Vuissa, like all filmmakers, has the right to create whatever narrative he deems appropriate - no one needs to be "edgy" for the sake of being "edgy," certainly - but how are viewers supposed to be emotionally invested in the protagonist's success, when he's already pretty successful?  Aaron's family, right up to the end of the movie, spends most of their time smiling and doing happy things.

(Aaron's one emotional breakdown - when an 80-something-year-old widow in his ward passes away - seems a little forced. If a good woman at the end of her life passing away in peace is really the worst thing that's happened in Aaron's family or ward, then - well, hmmm... Compare to him finding out his 16-year-old daughter overdosed or something...)

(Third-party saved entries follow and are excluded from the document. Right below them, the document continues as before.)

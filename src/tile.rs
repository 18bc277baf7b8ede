//! Tile Generator
//!
//! Hands the coverage of a path to a compositor one tile at a time, in row
//! major order over the path bounding box. A pass goes:
//!
//! ```text
//! tile_width()                  start of the pass
//! while tile_bounds() is Some:
//!     typical_alpha()           0x00, 0xFF or 0x80
//!     get_alpha(..) or next_tile()
//! dispose()                     context goes back to the pool
//! ```
//!
//! Bands of [`TILE_SIZE`] rows are rendered into the cache when the first
//! tile of a band is reached.

use crate::pool::{PoolError, PooledContext};
use crate::TILE_SIZE;

/// Tile with no coverage
pub const TYPICAL_ALPHA_EMPTY   : u8 = 0x00;
/// Tile covered everywhere
pub const TYPICAL_ALPHA_FULL    : u8 = 0xFF;
/// Tile needing per pixel alpha
pub const TYPICAL_ALPHA_PARTIAL : u8 = 0x80;

/// Tile iterator over one rendering pass
#[derive(Debug)]
pub struct TileGenerator<'p> {
    ctx: Option<PooledContext<'p>>,
    bbox: [i32; 4],
    /// Top left corner of the current tile
    x: i32,
    y: i32,
    started: bool,
    done: bool,
    /// Empty, full and partial tiles seen
    tiles: [i64; 3],
}

impl<'p> TileGenerator<'p> {
    /// Finish the path held by `ctx` and render its first band
    ///
    /// `ctx` is returned to its pool on failure.
    pub fn new(mut ctx: PooledContext<'p>) -> Result<Self, PoolError> {
        ctx.renderer.path_done()?;
        let bbox = ctx.renderer.bbox();
        let [x0, y0, x1, y1] = bbox;
        ctx.cache.init(x0, y0, x1, y1)?;
        let edges = ctx.renderer.edge_count() as i64;
        if let Some(s) = ctx.stats_mut() {
            s.rdr_edges.add(edges);
        }
        let done = x0 >= x1 || y0 >= y1;
        let mut gen = Self {
            ctx: Some(ctx), bbox, x: x0, y: y0,
            started: false, done, tiles: [0; 3],
        };
        if !done {
            gen.render_band();
        }
        Ok(gen)
    }
    fn ctx(&self) -> &PooledContext<'p> {
        match self.ctx {
            Some(ref ctx) => ctx,
            None => panic!("tile generator already disposed"),
        }
    }
    fn render_band(&mut self) {
        let y = self.y;
        if let Some(ctx) = self.ctx.as_mut() {
            let ctx = &mut **ctx;
            let stats = if ctx.config().do_stats { Some(&mut ctx.stats) } else { None };
            ctx.renderer.render_band(&mut ctx.cache, y, stats);
        }
    }
    /// Bounding box of the pass as [x0, y0, x1, y1], end exclusive
    pub fn bbox(&self) -> [i32; 4] {
        self.bbox
    }
    /// Width of a tile, also marks the start of the pass
    pub fn tile_width(&mut self) -> usize {
        if !self.started {
            self.started = true;
            let ctx = self.ctx.as_mut().map(|c| &mut **c);
            if let Some(s) = ctx.and_then(|c| c.stats_mut()) {
                s.pass_time.start();
            }
        }
        TILE_SIZE
    }
    pub fn tile_height(&self) -> usize {
        TILE_SIZE
    }
    /// Bounds of the current tile, None once every tile was visited
    pub fn tile_bounds(&self) -> Option<[i32; 4]> {
        if self.done {
            return None;
        }
        let [_, _, x1, y1] = self.bbox;
        let t = TILE_SIZE as i32;
        Some([self.x, self.y, (self.x + t).min(x1), (self.y + t).min(y1)])
    }
    fn current(&self) -> [i32; 4] {
        assert!(self.started, "tile_width() must be called before the first tile");
        match self.tile_bounds() {
            Some(b) => b,
            None => panic!("no tiles left"),
        }
    }
    fn classify(&self) -> u8 {
        let [x0, y0, x1, y1] = self.current();
        let sum = self.ctx().cache.alpha_sum_in_tile(x0);
        let area = ((x1 - x0) * (y1 - y0)) as u32;
        if sum == 0 {
            TYPICAL_ALPHA_EMPTY
        } else if sum == 255 * area {
            TYPICAL_ALPHA_FULL
        } else {
            TYPICAL_ALPHA_PARTIAL
        }
    }
    /// Coverage class of the current tile
    pub fn typical_alpha(&self) -> u8 {
        self.classify()
    }
    /// Copy the alpha of the current tile into `buf` and move on
    ///
    /// Row `r` of the tile is written at `buf[offset + r * stride ..]`,
    /// `stride` must be at least the tile width.
    pub fn get_alpha(&mut self, buf: &mut [u8], offset: usize, stride: usize) {
        let [x0, y0, x1, y1] = self.current();
        let (w, h) = ((x1 - x0) as usize, (y1 - y0) as usize);
        assert!(stride >= w, "stride {} smaller than tile width {}", stride, w);
        assert!(buf.len() >= offset + (h - 1) * stride + w,
                "buffer of {} bytes too small for tile", buf.len());
        self.ctx().cache.fill_tile(x0, buf, offset, stride, w, h);
        self.advance();
    }
    /// Skip the current tile
    pub fn next_tile(&mut self) {
        self.current();
        self.advance();
    }
    fn advance(&mut self) {
        let class = self.classify();
        self.tiles[match class {
            TYPICAL_ALPHA_EMPTY => 0,
            TYPICAL_ALPHA_FULL => 1,
            _ => 2,
        }] += 1;
        if class == TYPICAL_ALPHA_PARTIAL {
            let [x0, y0, x1, y1] = self.current();
            let area = ((x1 - x0) * (y1 - y0)) as u32;
            let mean = self.ctx().cache.alpha_sum_in_tile(x0) / area;
            if let Some(s) = self.ctx.as_mut().and_then(|c| c.stats_mut()) {
                s.tile_alpha.add(i64::from(mean));
            }
        }
        let [x0, _, x1, y1] = self.bbox;
        let t = TILE_SIZE as i32;
        self.x += t;
        if self.x >= x1 {
            self.x = x0;
            self.y += t;
            if self.y >= y1 {
                self.done = true;
            } else {
                self.render_band();
            }
        }
    }
    /// End the pass and return the context to its pool
    pub fn dispose(mut self) {
        self.finish();
    }
    fn finish(&mut self) {
        if let Some(mut ctx) = self.ctx.take() {
            let [e, f, p] = self.tiles;
            if let Some(s) = ctx.stats_mut() {
                s.tiles_empty.add(e);
                s.tiles_full.add(f);
                s.tiles_partial.add(p);
                s.pass_time.stop();
            }
            log::trace!("pass done: {} empty, {} full, {} partial tiles", e, f, p);
        }
    }
}

impl Drop for TileGenerator<'_> {
    fn drop(&mut self) {
        if self.ctx.is_some() && !self.done {
            log::warn!("Tile generator dropped before its last tile");
        }
        self.finish();
    }
}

Like Vuissa's previous film The Errand of Angels - where the sister missionaries' approach to resolving concerns was to smile politely and hope their investigators forget about those silly concerns so they can get on with their baptism - One Good Man doesn't have any intention of exploring any true concerns or trials in active LDS life. No one ever doubts their testimony, or speaks angrily with another person, or struggles with any specific, identified problem. Things are so "safe" the experience is pleasant, but a little hollow for anyone with any real-world experience in the LDS Church.

It's not that the movie needs a gay character, or someone who is involved with drugs or pornography in order to be interesting, you just get the sense in this movie's universe, drugs (or gay members) don't even exist, and thus no need to give any of those issues even one thought.  Short of job layoffs (which only affect other people - Aaron is never in danger of losing his own job), there's nothing to bind this film solidly in the real-world, for real-world Church members to identify with.

There are two good elements, which I will mention: One Good Man has one (1) instance of thinking outside the LDS box - Aaron comes up with a meaningful "solution" to the problem of his son-in-law's parents not being able to attend the temple.  I won't spoil it, but this is probably the best and most emotionally genuine scene in the film.

And there is one interesting plot element - not coincidently, the element that contains the most inherent drama - that involves the awkward conflicts that can arise when you have a working relationship with someone in your ward, where you're both their bishop and their boss. (This suggests a direction the film could have taken, but didn't. See the "Notes" section below.)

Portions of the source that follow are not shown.